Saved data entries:

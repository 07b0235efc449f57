//! Entry lookup for the ZIP containers behind `.xlsx` and `.ods` files

use crate::error::CfoError;
use crate::helpers::xml::XmlEvents;
use std::io::BufReader;
use std::io::Read;
use std::io::Seek;
use zip::read::ZipFile;
use zip::result::ZipError;
use zip::ZipArchive;

pub(crate) trait ZipEntries<R: Read + Seek> {
    /// Entry named `name`, matched case-insensitively with `\` read as `/`
    fn entry(&'_ mut self, name: &str) -> Result<Option<ZipFile<'_, R>>, CfoError>;

    /// XML event reader over the entry named `name`
    fn xml_events(
        &'_ mut self,
        name: &str,
    ) -> Result<Option<XmlEvents<BufReader<ZipFile<'_, R>>>>, CfoError>;
}

impl<R: Read + Seek> ZipEntries<R> for ZipArchive<R> {
    fn entry(&'_ mut self, name: &str) -> Result<Option<ZipFile<'_, R>>, CfoError> {
        let wanted = name.replace('\\', "/");
        let Some(path) = self
            .file_names()
            .find(|candidate| wanted.eq_ignore_ascii_case(candidate))
            .map(str::to_owned)
        else {
            return Ok(None);
        };
        match self.by_name(&path) {
            Ok(file) => Ok(Some(file)),
            Err(ZipError::FileNotFound) => Ok(None),
            Err(error) => Err(error)?,
        }
    }

    fn xml_events(
        &'_ mut self,
        name: &str,
    ) -> Result<Option<XmlEvents<BufReader<ZipFile<'_, R>>>>, CfoError> {
        Ok(self
            .entry(name)?
            .map(|file| XmlEvents::new(BufReader::new(file))))
    }
}
use crate::spreadsheet::cell::Cell;
use crate::table::RawTable;
use crate::table::Value;
use log::debug;
use std::collections::BTreeMap;

/// Cells collected from one worksheet, before header detection.
pub(crate) struct Sheet {
    /// Source file name
    pub(crate) file_name: String,
    /// Sheet name
    pub(crate) name: String,
    /// Non-empty cells in reading order
    pub(crate) cells: Vec<Cell>,
}

impl Sheet {
    pub(super) fn new(file_name: &str, name: &str) -> Self {
        Self {
            file_name: file_name.to_owned(),
            name: name.to_owned(),
            cells: Vec::new(),
        }
    }

    pub(super) fn push(&mut self, cell: Cell) {
        self.cells.push(cell);
    }

    /// Turns the sheet into a raw table.
    ///
    /// The first row holding any value is the header and rows above it are
    /// dropped. Entirely empty rows are skipped. The table spans the columns
    /// between the leftmost and the rightmost non-empty cell. A sheet without
    /// values yields `None`.
    pub(crate) fn into_raw_table(self) -> Option<RawTable> {
        let values = self
            .cells
            .iter()
            .map(|cell| (cell.row, cell.col, cell.to_value()))
            .filter(|(_, _, value)| !value.is_empty())
            .collect::<Vec<_>>();
        let col_lower = values.iter().map(|(_, col, _)| *col).min()?;
        let col_upper = values.iter().map(|(_, col, _)| *col).max()?;
        let width = col_upper - col_lower + 1;

        let mut rows = BTreeMap::<usize, Vec<Value>>::new();
        for (row, col, value) in values {
            rows.entry(row).or_insert_with(|| vec![Value::Empty; width])[col - col_lower] = value;
        }

        let mut rows = rows.into_values();
        let header = rows
            .next()?
            .into_iter()
            .map(|value| value.to_string())
            .collect::<Vec<_>>();
        let data = rows.collect::<Vec<_>>();
        debug!(
            "Sheet '{}' of {}: {} column(s), {} data row(s)",
            self.name,
            self.file_name,
            header.len(),
            data.len()
        );
        Some(RawTable::new(format!("{}#{}", self.file_name, self.name), header, data))
    }
}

**WHAT NEEDS TO BE DONE:**
Pull each line containing "path" from the records.

**OUTPUT OF THE TASK:**
        let Some(path) = self
        match self.by_name(&path) {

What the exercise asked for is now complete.